[Records from a data collection]
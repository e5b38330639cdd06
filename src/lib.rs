//! Gallery card browser core: opens image collections ("cards"), navigates
//! their slides without ever showing an undecoded image, and keeps the page's
//! preload hints in step with the open card.

pub mod build_info;
pub mod card;
pub mod config;
pub mod error;
pub mod image_cache;
pub mod logging;
pub mod navigation;
pub mod preload;
pub mod runtime;
pub mod session;
pub mod settings;
pub mod utils;

pub use card::{Card, CardCatalog, CardSummary, GridPreview};
pub use config::{Config, CONFIG};
pub use error::{CatalogError, LoadError};
pub use image_cache::{FsImageSource, ImageCache, ImageSource, WarmOutcome};
pub use navigation::{DecodeCompletion, DecodeOutcome, DecodeRequest, SlideEffect, SlideKey, Slider};
pub use preload::{HintQueue, PreloadLinks, ResourceHint, ResourceHintQueue, SharedHintQueue};
pub use runtime::{GalleryRuntime, Message};
pub use session::{GallerySession, Intent, SessionEffect, SliderView, View};
pub mod timing;
//! Gallery session: which card is open, its slider, and its preload hints.
//!
//! At most one hint set is installed at any time. Opening a card clears the
//! previous set before installing the new one; closing and dropping the
//! session clear it as well.

use std::sync::Arc;
use std::time::Duration;
use serde::Serialize;

#[allow(unused_imports)]
use log::{debug, info, warn, error};

use crate::card::{CardCatalog, CardSummary, GridPreview};
use crate::config::Config;
use crate::navigation::{DecodeCompletion, DecodeRequest, SlideEffect, SlideKey, Slider, Thumbnail};
use crate::preload::{HintSet, PreloadLinks, ResourceHintQueue};

/// User intents consumed by the session
#[derive(Debug, Clone, PartialEq, Eq)]
pub enum Intent {
    OpenCard(String),
    Navigate(usize),
    Prev,
    Next,
    Close,
    OpenEdge(String),
    Key(SlideKey),
}

/// Side effects the host performs on behalf of the session
#[derive(Debug, Clone, PartialEq, Eq)]
pub enum SessionEffect {
    Decode(DecodeRequest),
    Warm { reference: String, delay: Duration },
    WarmHero { reference: String, max_wait: Duration },
}

#[derive(Debug, Clone, PartialEq, Eq, Serialize)]
pub struct SliderView {
    pub card_id: String,
    pub title: String,
    pub current_image: Option<String>,
    pub current_index: usize,
    pub total: usize,
    pub is_clarifying: bool,
    pub alt_text: String,
    pub thumbnails: Vec<Thumbnail>,
    pub left_edge: Option<CardSummary>,
    pub right_edge: Option<CardSummary>,
}

#[derive(Debug, Clone, PartialEq, Eq, Serialize)]
#[serde(tag = "view", rename_all = "lowercase")]
pub enum View {
    Grid { cards: Vec<GridPreview> },
    Slider(SliderView),
}

pub struct GallerySession<Q: ResourceHintQueue> {
    catalog: Arc<CardCatalog>,
    hints: Q,
    links: PreloadLinks,
    installed: HintSet,
    selected: Option<String>,
    slider: Option<Slider>,
    start_index: usize,
    mounts: u64,
    prefetch_delay: Duration,
    hero_wait: Duration,
}

impl<Q: ResourceHintQueue> GallerySession<Q> {
    pub fn new(catalog: Arc<CardCatalog>, hints: Q, config: &Config) -> Self {
        Self {
            catalog,
            hints,
            links: PreloadLinks::new(config.preload_lookahead),
            installed: HintSet::default(),
            selected: None,
            slider: None,
            start_index: 0,
            mounts: 0,
            prefetch_delay: config.neighbor_prefetch_delay,
            hero_wait: config.hero_warm_timeout,
        }
    }

    /// Opens `card_id` at its first image. Unknown ids are ignored.
    pub fn open(&mut self, card_id: &str) -> Vec<SessionEffect> {
        let Some(card) = self.catalog.get(card_id) else {
            debug!("No card '{}', ignoring open", card_id);
            return Vec::new();
        };
        let images = card.images.clone();

        self.links.clear(&mut self.hints, &mut self.installed);
        self.installed = self.links.install(&mut self.hints, &images, 0);

        let mut effects = Vec::new();
        if let Some(hero) = images.first() {
            effects.push(SessionEffect::WarmHero {
                reference: hero.clone(),
                max_wait: self.hero_wait,
            });
        }

        self.start_index = 0;
        self.selected = Some(card_id.to_string());

        // A fresh mount id makes completions for the previous card stale
        self.mounts += 1;
        let (slider, slide_effects) = Slider::new(images, self.start_index, self.mounts, self.prefetch_delay);
        self.slider = Some(slider);
        info!("Opened card '{}'", card_id);

        effects.extend(self.absorb(slide_effects));
        effects
    }

    /// Jump straight from the open slider to a sibling card.
    pub fn open_other(&mut self, card_id: &str) -> Vec<SessionEffect> {
        debug!("Edge jump to '{}'", card_id);
        self.open(card_id)
    }

    pub fn close(&mut self) {
        self.links.clear(&mut self.hints, &mut self.installed);
        if let Some(card_id) = self.selected.take() {
            info!("Closed card '{}'", card_id);
        }
        self.slider = None;
        self.start_index = 0;
    }

    pub fn update(&mut self, intent: Intent) -> Vec<SessionEffect> {
        match intent {
            Intent::OpenCard(id) => self.open(&id),
            Intent::OpenEdge(id) => {
                if self.slider.is_some() {
                    self.open_other(&id)
                } else {
                    self.open(&id)
                }
            }
            Intent::Close => {
                self.close();
                Vec::new()
            }
            Intent::Navigate(index) => {
                let index = isize::try_from(index).unwrap_or(isize::MAX);
                self.with_slider(|slider| slider.go_to(index))
            }
            Intent::Prev => self.with_slider(Slider::prev),
            Intent::Next => self.with_slider(Slider::next),
            Intent::Key(key) => self.with_slider(|slider| slider.handle_key(key)),
        }
    }

    pub fn on_decode_finished(&mut self, completion: &DecodeCompletion) -> Vec<SessionEffect> {
        self.with_slider(|slider| slider.on_decode_finished(completion))
    }

    // Slider intents are dropped while no slider is mounted
    fn with_slider<F>(&mut self, f: F) -> Vec<SessionEffect>
    where
        F: FnOnce(&mut Slider) -> Vec<SlideEffect>,
    {
        match self.slider.as_mut() {
            Some(slider) => {
                let effects = f(slider);
                self.absorb(effects)
            }
            None => Vec::new(),
        }
    }

    fn absorb(&mut self, effects: Vec<SlideEffect>) -> Vec<SessionEffect> {
        let mut out = Vec::with_capacity(effects.len());
        for effect in effects {
            match effect {
                SlideEffect::Decode(request) => out.push(SessionEffect::Decode(request)),
                SlideEffect::Warm { reference, delay } => out.push(SessionEffect::Warm { reference, delay }),
                SlideEffect::Exit => {
                    self.close();
                    // Nothing queued before the exit may outlive the slider
                    out.clear();
                    break;
                }
            }
        }
        out
    }

    /// Edge jump targets: the first two other cards, left then right
    pub fn edge_cards(&self) -> (Option<CardSummary>, Option<CardSummary>) {
        let Some(selected) = self.selected.as_deref() else {
            return (None, None);
        };
        let others = self.catalog.others(selected);
        (
            others.first().map(|card| card.summary()),
            others.get(1).map(|card| card.summary()),
        )
    }

    pub fn view(&self) -> View {
        match (&self.slider, self.selected.as_deref().and_then(|id| self.catalog.get(id))) {
            (Some(slider), Some(card)) => {
                let (left_edge, right_edge) = self.edge_cards();
                View::Slider(SliderView {
                    card_id: card.id.clone(),
                    title: card.title.clone(),
                    current_image: slider.current_image().map(str::to_string),
                    current_index: slider.current_index(),
                    total: slider.len(),
                    is_clarifying: slider.is_clarifying(),
                    alt_text: slider.alt_text(),
                    thumbnails: slider.thumbnails(),
                    left_edge,
                    right_edge,
                })
            }
            _ => View::Grid { cards: self.catalog.grid_previews() },
        }
    }

    pub fn selected_card(&self) -> Option<&str> {
        self.selected.as_deref()
    }

    pub fn slider(&self) -> Option<&Slider> {
        self.slider.as_ref()
    }

    pub fn start_index(&self) -> usize {
        self.start_index
    }

    pub fn installed_hints(&self) -> &HintSet {
        &self.installed
    }

    pub fn catalog(&self) -> &CardCatalog {
        &self.catalog
    }
}

impl<Q: ResourceHintQueue> Drop for GallerySession<Q> {
    fn drop(&mut self) {
        self.links.clear(&mut self.hints, &mut self.installed);
    }
}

WHAT TO WORK ON —
A single number is the answer: how many lines of the entries above contain "intents"?

TASK RESULT —
2